-- Problem --
Reproduce exactly the lines below, from the first through the one containing "use log::warn;", and nothing more.

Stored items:
┄┄┄┄┄┄┄┄┄┄┄┄┄┄┄┄┄┄┄┄
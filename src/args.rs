//! Command-line argument handling
//!
//! Arguments are `--key=value` tokens in any order. Unknown tokens are
//! ignored, a repeated key keeps its last value.

use std::fmt;
use std::path::PathBuf;

use log::warn;

use crate::errors::{DeployerError, DeployerResult};

/// Scheme prepended to the `--connectionString` value
pub const CONNECTION_SCHEME: &str = "postgres://";

/// Value of `--deploy` that enables the deployment step
pub const DEPLOY_AFFIRMATIVE: &str = "Y";

/// Options that must be present for a run to start
pub const MANDATORY_OPTIONS: [&str; 4] = ["userName", "password", "connectionString", "directory"];

pub const USAGE: &str = "Usage example: workflow-deployer --userName=<databaseUserName> --password=<Password> \
--connectionString=<host:port/database> --directory=<path/to/workflows> [--deploy=Y|N]";

/// Credentials used to open the database connection
#[derive(Clone)]
pub struct Credentials {
    pub user_name: String,
    pub password: String,
    /// Connection URL including the scheme, without credentials
    pub connection_url: String,
}

impl Credentials {
    /// Connection URL with any `user:password@` part removed, safe to log
    pub fn display_url(&self) -> String {
        strip_userinfo(&self.connection_url)
    }
}

impl fmt::Debug for Credentials {
    fn fmt(&self, f: &mut fmt::Formatter<'_>) -> fmt::Result {
        f.debug_struct("Credentials")
            .field("user_name", &self.user_name)
            .field("password", &"<redacted>")
            .field("connection_url", &self.display_url())
            .finish()
    }
}

fn strip_userinfo(url: &str) -> String {
    let Some((scheme, rest)) = url.split_once("://") else {
        return url.to_string();
    };
    let authority_end = rest.find(['/', '?']).unwrap_or(rest.len());
    match rest[..authority_end].rfind('@') {
        Some(at) => format!("{}://{}", scheme, &rest[at + 1..]),
        None => url.to_string(),
    }
}

/// Run configuration parsed from the command line
#[derive(Debug, Clone)]
pub struct DeployerConfig {
    pub credentials: Credentials,
    /// Root of the recursive workflow file scan
    pub directory: PathBuf,
    /// Whether the deployment step runs after validation
    pub deploy: bool,
}

/// Names of mandatory options that no argument starts with
pub fn missing_mandatory_options<S: AsRef<str>>(args: &[S]) -> Vec<&'static str> {
    MANDATORY_OPTIONS
        .iter()
        .copied()
        .filter(|option| {
            let flag = format!("--{}", option);
            !args.iter().any(|arg| arg.as_ref().starts_with(&flag))
        })
        .collect()
}

/// Check the mandatory options, logging the usage message when some are missing
pub fn validate_arguments<S: AsRef<str>>(args: &[S]) -> bool {
    let missing = missing_mandatory_options(args);
    if missing.is_empty() {
        return true;
    }

    warn!(
        "ERROR running workflow deployer. Options {:?} are mandatory! Missing: {}\n{}",
        MANDATORY_OPTIONS,
        missing.join(", "),
        USAGE
    );
    false
}

impl DeployerConfig {
    /// Build the configuration from `--key=value` tokens
    ///
    /// Fails when a mandatory option never received a value, which happens
    /// for a bare `--userName` that passes [`validate_arguments`].
    pub fn from_args<S: AsRef<str>>(args: &[S]) -> DeployerResult<Self> {
        let mut user_name = None;
        let mut password = None;
        let mut connection_string = None;
        let mut directory = None;
        let mut deploy = DEPLOY_AFFIRMATIVE.to_string();

        for arg in args {
            let arg = arg.as_ref();
            if let Some(value) = arg.strip_prefix("--userName=") {
                user_name = Some(value.to_string());
            } else if let Some(value) = arg.strip_prefix("--password=") {
                password = Some(value.to_string());
            } else if let Some(value) = arg.strip_prefix("--connectionString=") {
                connection_string = Some(value.to_string());
            } else if let Some(value) = arg.strip_prefix("--directory=") {
                directory = Some(value.to_string());
            } else if let Some(value) = arg.strip_prefix("--deploy=") {
                deploy = value.to_string();
            }
        }

        match (user_name, password, connection_string, directory) {
            (Some(user_name), Some(password), Some(connection_string), Some(directory)) => Ok(Self {
                credentials: Credentials {
                    user_name,
                    password,
                    connection_url: format!("{}{}", CONNECTION_SCHEME, connection_string),
                },
                directory: PathBuf::from(directory),
                deploy: deploy == DEPLOY_AFFIRMATIVE,
            }),
            (user_name, password, connection_string, directory) => {
                let missing = [
                    ("userName", user_name.is_none()),
                    ("password", password.is_none()),
                    ("connectionString", connection_string.is_none()),
                    ("directory", directory.is_none()),
                ]
                .into_iter()
                .filter(|(_, absent)| *absent)
                .map(|(name, _)| name.to_string())
                .collect();
                Err(DeployerError::MissingOptions(missing))
            }
        }
    }
}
┄┄┄┄┄┄┄┄┄┄┄┄┄┄┄┄┄┄┄┄
-- Task output --
filename src/args.rs
//! Command-line argument handling
//!
//! Arguments are `--key=value` tokens in any order. Unknown tokens are
//! ignored, a repeated key keeps its last value.

use std::fmt;
use std::path::PathBuf;

use log::warn;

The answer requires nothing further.